■ WHAT YOU HAVE TO DO:
Write the records out again, exactly as they stand below.

■ RECORD SET:
#####

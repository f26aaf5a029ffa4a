//! Device command delivery
//!
//! A command is delivered by opening a fresh broker connection, publishing a
//! single message and closing the connection again. There is no retry and no
//! confirmation that the device acted on the message.

mod session;

pub use session::SessionPublisher;

use async_trait::async_trait;
use bytes::Bytes;
use thiserror::Error;

use crate::registry::DeviceRecord;
use crate::transport::BrokerEndpoint;

/// One message destined for one device topic
#[derive(Debug, Clone, PartialEq, Eq)]
pub struct PublishRequest {
    pub endpoint: BrokerEndpoint,
    pub topic: String,
    pub message: Bytes,
}

impl PublishRequest {
    /// Address `message` to the broker and topic of `device`
    pub fn for_device(device: &DeviceRecord, message: &str) -> Self {
        Self {
            endpoint: BrokerEndpoint::new(device.address.clone(), device.port),
            topic: device.topic.clone(),
            message: Bytes::copy_from_slice(message.as_bytes()),
        }
    }
}

/// Errors that end a delivery attempt
#[derive(Error, Debug)]
pub enum PublishError {
    #[error("Broker {endpoint} unreachable: {reason}")]
    Unreachable { endpoint: BrokerEndpoint, reason: String },

    #[error("Publish to {topic} failed: {reason}")]
    Failed { topic: String, reason: String },
}

/// Delivers a single command message
#[cfg_attr(test, mockall::automock)]
#[async_trait]
pub trait CommandPublisher: Send + Sync {
    /// Resolve once the broker acknowledged the publish or the attempt failed
    async fn publish(&self, request: &PublishRequest) -> Result<(), PublishError>;
}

#####

■ SOLUTION:
repository f26aaf5a029ffa4a
//! Device command delivery
//!
//! A command is delivered by opening a fresh broker connection, publishing a
//! single message and closing the connection again. There is no retry and no
//! confirmation that the device acted on the message.

mod session;

pub use session::SessionPublisher;

use async_trait::async_trait;
use bytes::Bytes;
use thiserror::Error;

use crate::registry::DeviceRecord;
use crate::transport::BrokerEndpoint;

/// One message destined for one device topic
#[derive(Debug, Clone, PartialEq, Eq)]
pub struct PublishRequest {
    pub endpoint: BrokerEndpoint,
    pub topic: String,
    pub message: Bytes,
}

impl PublishRequest {
    /// Address `message` to the broker and topic of `device`
    pub fn for_device(device: &DeviceRecord, message: &str) -> Self {
        Self {
            endpoint: BrokerEndpoint::new(device.address.clone(), device.port),
            topic: device.topic.clone(),
            message: Bytes::copy_from_slice(message.as_bytes()),
        }
    }
}

/// Errors that end a delivery attempt
#[derive(Error, Debug)]
pub enum PublishError {
    #[error("Broker {endpoint} unreachable: {reason}")]
    Unreachable { endpoint: BrokerEndpoint, reason: String },

    #[error("Publish to {topic} failed: {reason}")]
    Failed { topic: String, reason: String },
}

/// Delivers a single command message
#[cfg_attr(test, mockall::automock)]
#[async_trait]
pub trait CommandPublisher: Send + Sync {
    /// Resolve once the broker acknowledged the publish or the attempt failed
    async fn publish(&self, request: &PublishRequest) -> Result<(), PublishError>;
}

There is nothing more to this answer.